Und weiter geht es, heute noch einmal mit StPO-Entscheidungen. Das hängt einiges in meinem Blogordner. Durch die Feiertage habe ich den „Berg“ nicht richtig abbauen können. Daher heute dreimal BGH und einmal OLG.
Ich beginne mit dem BGH, Beschl. v. 09.09.2024 – 2 StR 431/23 – zu den Auswirkungen, wenn in der Hauptverhandlung ein unvereidigter Dolmetscher übersetzt. Vorgeworfen wird den Angeklagten in dem Verfahren bandenmäßiger Handel mit Betäubungsmittel. In der viertägigen Hauptverhandlung waren für beide der deutschen Sprache nicht hinreichend mächtigen Angeklagten durchgehend Dolmetscher für die serbische Sprache tätig. Am zweiten Verhandlungstag erschien erstmals der Dolmetscher K. Nachdem dieser auf Befragen vor seinem Tätigwerden erklärt hatte, er sei allgemein beeidigt, berief er sich auf seine allgemeine Beeidigung. Tatsächlich hatte er keinen allgemeinen Eid abgelegt. In der Annahme der Richtigkeit der Angaben des Dolmetschers sah das LG davon ab, ihn gem. § 189 Abs. 1 GVG zu vereidigen. Der Dolmetscher K übersetzte daraufhin für den Angeklagten R, während für den Angeklagten P eine Dolmetscherin, die bereits am ersten Hauptverhandlungstag hinzugezogen worden war, übersetzte. Am dritten Verhandlungstag übersetzte der Dolmetscher K für beide Angeklagte vom Deutschen ins Serbische und umgekehrt. Am vierten Verhandlungstag war er nur für den Angeklagten P tätig. Sowohl im dritten als auch im vierten Haupt-verhandlungstermin verblieb es stillschweigend bei seiner Berufung auf seine angebliche allgemeine Vereidigung.

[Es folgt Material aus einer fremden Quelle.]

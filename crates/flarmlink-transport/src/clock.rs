//! Time sources and absolute deadlines.
//!
//! Every blocking port call takes a [`Deadline`] computed once at the start of
//! an operation. Nested calls consult the same deadline, so retries inside an
//! operation can never extend the caller's total budget.

use std::sync::{Arc, Mutex, MutexGuard, PoisonError};
use std::time::{Duration, Instant};

/// Upper bound applied to timeouts so that deadline arithmetic cannot overflow.
pub const MAX_TIMEOUT: Duration = Duration::from_secs(365 * 24 * 60 * 60);

/// A source of monotonic time.
pub trait Clock {
    /// The current instant.
    fn now(&self) -> Instant;
}

impl<C: Clock + ?Sized> Clock for &C {
    fn now(&self) -> Instant {
        (**self).now()
    }
}

/// The process monotonic clock.
#[derive(Debug, Clone, Copy, Default)]
pub struct SystemClock;

impl Clock for SystemClock {
    fn now(&self) -> Instant {
        Instant::now()
    }
}

/// A clock that only moves when told to.
///
/// Clones share the same instant, so a [`MemoryPort`](crate::MemoryPort) and
/// the code driving it observe the same time.
#[derive(Debug, Clone)]
pub struct ManualClock {
    now: Arc<Mutex<Instant>>,
}

impl ManualClock {
    /// Create a clock frozen at the current system instant.
    pub fn new() -> Self {
        Self {
            now: Arc::new(Mutex::new(Instant::now())),
        }
    }

    /// Move the clock forward.
    pub fn advance(&self, by: Duration) {
        let mut now = self.lock();
        *now += by.min(MAX_TIMEOUT);
    }

    /// Move the clock forward to `instant`. Earlier instants are ignored.
    pub fn advance_to(&self, instant: Instant) {
        let mut now = self.lock();
        if instant > *now {
            *now = instant;
        }
    }

    fn lock(&self) -> MutexGuard<'_, Instant> {
        self.now.lock().unwrap_or_else(PoisonError::into_inner)
    }
}

impl Default for ManualClock {
    fn default() -> Self {
        Self::new()
    }
}

impl Clock for ManualClock {
    fn now(&self) -> Instant {
        *self.lock()
    }
}

/// An absolute point in time after which a blocking wait must fail.
#[derive(Debug, Clone, Copy, PartialEq, Eq, PartialOrd, Ord, Hash)]
pub struct Deadline {
    at: Instant,
}

impl Deadline {
    /// A deadline `timeout` from now on `clock`.
    pub fn after(clock: &impl Clock, timeout: Duration) -> Self {
        Self {
            at: clock.now() + timeout.min(MAX_TIMEOUT),
        }
    }

    /// A deadline at a fixed instant.
    pub fn at(instant: Instant) -> Self {
        Self { at: instant }
    }

    /// The instant this deadline expires.
    pub fn instant(&self) -> Instant {
        self.at
    }

    /// Time left before expiry, or zero once expired.
    pub fn remaining(&self, clock: &impl Clock) -> Duration {
        self.at.saturating_duration_since(clock.now())
    }

    /// Returns true once `clock` has reached the deadline.
    pub fn has_expired(&self, clock: &impl Clock) -> bool {
        clock.now() >= self.at
    }
}
use std::io::{IsTerminal, Write};

use clap::ValueEnum;
use comfy_table::{presets::UTF8_FULL, ContentArrangement, Table};
use serde::Serialize;

#[derive(Clone, Debug, Copy, ValueEnum)]
pub enum OutputFormat {
    Json,
    Table,
    Pretty,
    Raw,
}

impl OutputFormat {
    pub fn default_for_stdout() -> Self {
        if std::io::stdout().is_terminal() {
            Self::Table
        } else {
            Self::Json
        }
    }
}

#[derive(Debug, Serialize)]
pub struct PingReport {
    pub addr: String,
    pub sequence: u16,
    pub alive: bool,
    pub latency_ms: Option<f64>,
}

/// Result of one command frame sent to the device.
#[derive(Debug, Serialize)]
pub struct ExchangeReport {
    pub addr: String,
    pub message_type: String,
    pub sequence: u16,
    /// `ack`, `nack`, `timeout`, or `sent` when no reply was awaited.
    pub outcome: &'static str,
    pub body: String,
    #[serde(skip)]
    pub raw_body: Vec<u8>,
}

pub fn print_ping(report: &PingReport, format: OutputFormat) {
    match format {
        OutputFormat::Json => print_json(report),
        OutputFormat::Table => {
            let mut table = Table::new();
            table
                .load_preset(UTF8_FULL)
                .set_content_arrangement(ContentArrangement::Dynamic)
                .set_header(vec!["DEVICE", "SEQ", "STATUS", "LATENCY"])
                .add_row(vec![
                    report.addr.clone(),
                    report.sequence.to_string(),
                    status(report.alive).to_string(),
                    latency(report.latency_ms),
                ]);
            println!("{table}");
        }
        OutputFormat::Pretty => {
            println!(
                "{}: {} (seq={}, latency={})",
                report.addr,
                status(report.alive),
                report.sequence,
                latency(report.latency_ms)
            );
        }
        OutputFormat::Raw => {
            println!("{}", if report.alive { "1" } else { "0" });
        }
    }
}

pub fn print_exchange(report: &ExchangeReport, format: OutputFormat) {
    match format {
        OutputFormat::Json => print_json(report),
        OutputFormat::Table => {
            let mut table = Table::new();
            table
                .load_preset(UTF8_FULL)
                .set_content_arrangement(ContentArrangement::Dynamic)
                .set_header(vec!["DEVICE", "TYPE", "SEQ", "OUTCOME", "BODY"])
                .add_row(vec![
                    report.addr.clone(),
                    report.message_type.clone(),
                    report.sequence.to_string(),
                    report.outcome.to_string(),
                    report.body.clone(),
                ]);
            println!("{table}");
        }
        OutputFormat::Pretty => {
            println!(
                "{} seq={} -> {} body={}",
                report.message_type, report.sequence, report.outcome, report.body
            );
        }
        OutputFormat::Raw => print_raw(&report.raw_body),
    }
}

pub fn print_raw(data: &[u8]) {
    let mut out = std::io::stdout();
    let _ = out.write_all(data);
    let _ = out.flush();
}

/// Lowercase hex without separators.
pub fn to_hex(data: &[u8]) -> String {
    data.iter().map(|byte| format!("{byte:02x}")).collect()
}

fn print_json<T: Serialize>(value: &T) {
    println!(
        "{}",
        serde_json::to_string(value).unwrap_or_else(|_| "{}".to_string())
    );
}

fn status(alive: bool) -> &'static str {
    if alive {
        "alive"
    } else {
        "no response"
    }
}

fn latency(latency_ms: Option<f64>) -> String {
    match latency_ms {
        Some(ms) => format!("{ms:.2}ms"),
        None => "-".to_string(),
    }
}
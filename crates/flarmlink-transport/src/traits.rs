use crate::clock::Deadline;
use crate::error::{Result, TransportError};

/// A blocking, byte-oriented link to a device.
///
/// Implementors provide [`write`](Port::write) and
/// [`read_available`](Port::read_available); the remaining primitives have
/// default implementations built on those two and may be overridden when the
/// underlying link can do better.
///
/// Every blocking call takes the [`Deadline`] of the operation it belongs to,
/// so one budget bounds a whole send-then-wait exchange. A `read_available`
/// implementation blocks until at least one byte arrives or `deadline`
/// passes, and never returns `Ok(0)` for a non-empty buffer. A `write` that
/// cannot make progress before `deadline` fails with
/// [`TransportError::Timeout`].
pub trait Port {
    /// Write some bytes, returning how many were accepted.
    fn write(&mut self, data: &[u8], deadline: Deadline) -> Result<usize>;

    /// Fill `buf` with whatever is available, blocking for at least one byte.
    fn read_available(&mut self, buf: &mut [u8], deadline: Deadline) -> Result<usize>;

    /// Write every byte of `data`.
    fn write_all(&mut self, mut data: &[u8], deadline: Deadline) -> Result<()> {
        while !data.is_empty() {
            match self.write(data, deadline)? {
                0 => return Err(TransportError::Closed),
                n => data = &data[n..],
            }
        }
        Ok(())
    }

    /// Write a single byte.
    fn write_byte(&mut self, byte: u8, deadline: Deadline) -> Result<()> {
        self.write_all(&[byte], deadline)
    }

    /// Read exactly one byte.
    fn read_byte(&mut self, deadline: Deadline) -> Result<u8> {
        let mut byte = [0u8; 1];
        match self.read_available(&mut byte, deadline)? {
            0 => Err(TransportError::Closed),
            _ => Ok(byte[0]),
        }
    }

    /// Consume and discard bytes until `value` has been read.
    fn wait_for_byte(&mut self, value: u8, deadline: Deadline) -> Result<()> {
        while self.read_byte(deadline)? != value {}
        Ok(())
    }
}

impl<P: Port + ?Sized> Port for &mut P {
    fn write(&mut self, data: &[u8], deadline: Deadline) -> Result<usize> {
        (**self).write(data, deadline)
    }

    fn read_available(&mut self, buf: &mut [u8], deadline: Deadline) -> Result<usize> {
        (**self).read_available(buf, deadline)
    }

    fn write_all(&mut self, data: &[u8], deadline: Deadline) -> Result<()> {
        (**self).write_all(data, deadline)
    }

    fn write_byte(&mut self, byte: u8, deadline: Deadline) -> Result<()> {
        (**self).write_byte(byte, deadline)
    }

    fn read_byte(&mut self, deadline: Deadline) -> Result<u8> {
        (**self).read_byte(deadline)
    }

    fn wait_for_byte(&mut self, value: u8, deadline: Deadline) -> Result<()> {
        (**self).wait_for_byte(value, deadline)
    }
}

impl<P: Port + ?Sized> Port for Box<P> {
    fn write(&mut self, data: &[u8], deadline: Deadline) -> Result<usize> {
        (**self).write(data, deadline)
    }

    fn read_available(&mut self, buf: &mut [u8], deadline: Deadline) -> Result<usize> {
        (**self).read_available(buf, deadline)
    }

    fn write_all(&mut self, data: &[u8], deadline: Deadline) -> Result<()> {
        (**self).write_all(data, deadline)
    }

    fn write_byte(&mut self, byte: u8, deadline: Deadline) -> Result<()> {
        (**self).write_byte(byte, deadline)
    }

    fn read_byte(&mut self, deadline: Deadline) -> Result<u8> {
        (**self).read_byte(deadline)
    }

    fn wait_for_byte(&mut self, value: u8, deadline: Deadline) -> Result<()> {
        (**self).wait_for_byte(value, deadline)
    }
}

Die Angeklagten rügen mit der Verfahrensrüge, dass der für sie in der Hauptverhandlung in die serbische Sprache übersetzende Dolmetscher nicht beeidigt und daher unter Verstoß gegen §§ 189, 185 Abs. 1 Satz 1 GVG hinzugezogen worden sei. Die Revisionen der Angeklagten waren erfolgreich:
„b) Die Angeklagten beanstanden zu Recht eine Verletzung des § 189 GVG.
aa) Die jeweils mit gleichlautender Begründung gerechtfertigten Verfahrensrügen sind in zulässiger Weise erhoben. Sie genügen den Anforderungen des § 344 Abs. 2 Satz 2 StPO.
(1) Nach dieser Vorschrift sind die den Verfahrensmangel begründenden Tatsachen so vollständig und verständlich darzulegen, dass das Revisionsgericht allein aufgrund dieser Darlegung das Vorhandensein eines derartigen Mangels feststellen kann, wenn die – bestimmt (vgl. BGH, Beschluss vom 12. August 1999 – 3 StR 277/99, Rn. 5) – behaupteten Tatsachen bewiesen werden. Der Umfang dieser Darlegungslast richtet sich dabei nach der Eigenart des gerügten Verfahrensverstoßes (vgl. BGH, Urteil vom 24. Juli 1998 – 3 StR 78/98, BGHR StPO § 344 Abs. 2 Satz 2 Beweisantragsrecht 6; Beschluss vom 11. April 2013 – 2 StR 504/12, StV 2014, 264). Für einen erschöpfenden Vortrag ist hierbei nicht nur erforderlich, dass der Beschwerdeführer die ihm nachteiligen Tatsachen nicht übergeht, sondern auch, dass er die Fakten vorträgt, die für das Vorliegen eines Ausnahmetatbestandes sprechen können, der seiner Rüge den Boden entzieht (st. Rspr.; vgl. nur BGH, Beschluss vom 1. März 2023 – 2 StR 56/22, Rn. 12 mwN). Allerdings beschränkt sich die Vortragspflicht dabei auf die Angabe der den Verfahrensmangel selbst enthaltenden Tatsachen, so dass die Darlegung des Beruhens zwar zweckmäßig sein kann, jedoch von besonderen Konstellationen abgesehen (vgl. BGH, Urteil vom 20. Dezember 2012 – 3 StR 117/12, NJW 2013, 1827, 1831; Beschluss vom 23. September 2003 – 1 StR 341/03, BGHR StPO § 338 Nr. 8, Beschränkung 8 mwN) grundsätzlich nicht notwendig ist (vgl. BGH, Urteil vom 24. Juli 1998 – 3 StR 78/98, BGHR StPO § 344 Abs. 2 Satz 2 Beweisantragsrecht 6; Beschlüsse vom 14. Januar 2010 – 1 StR 620/09, Rn. 21; vom 15. März 2011 – 1 StR 33/11, Rn. 12 und vom 15. Januar 2014 – 1 StR 302/13, StV 2014, 518, 519; LR-StPO/Franke, 26. Aufl., § 344 Rn. 87; KK-StPO/Gericke, 9. Aufl., § 344 Rn. 65; MüKo-StPO/Knauer/Kudlich, 1. Aufl., § 344 Rn. 144; Sander, NStZ-RR 2007, 97, 99; aA Ventzke/Mosbacher, NStZ 2008, 262, 264).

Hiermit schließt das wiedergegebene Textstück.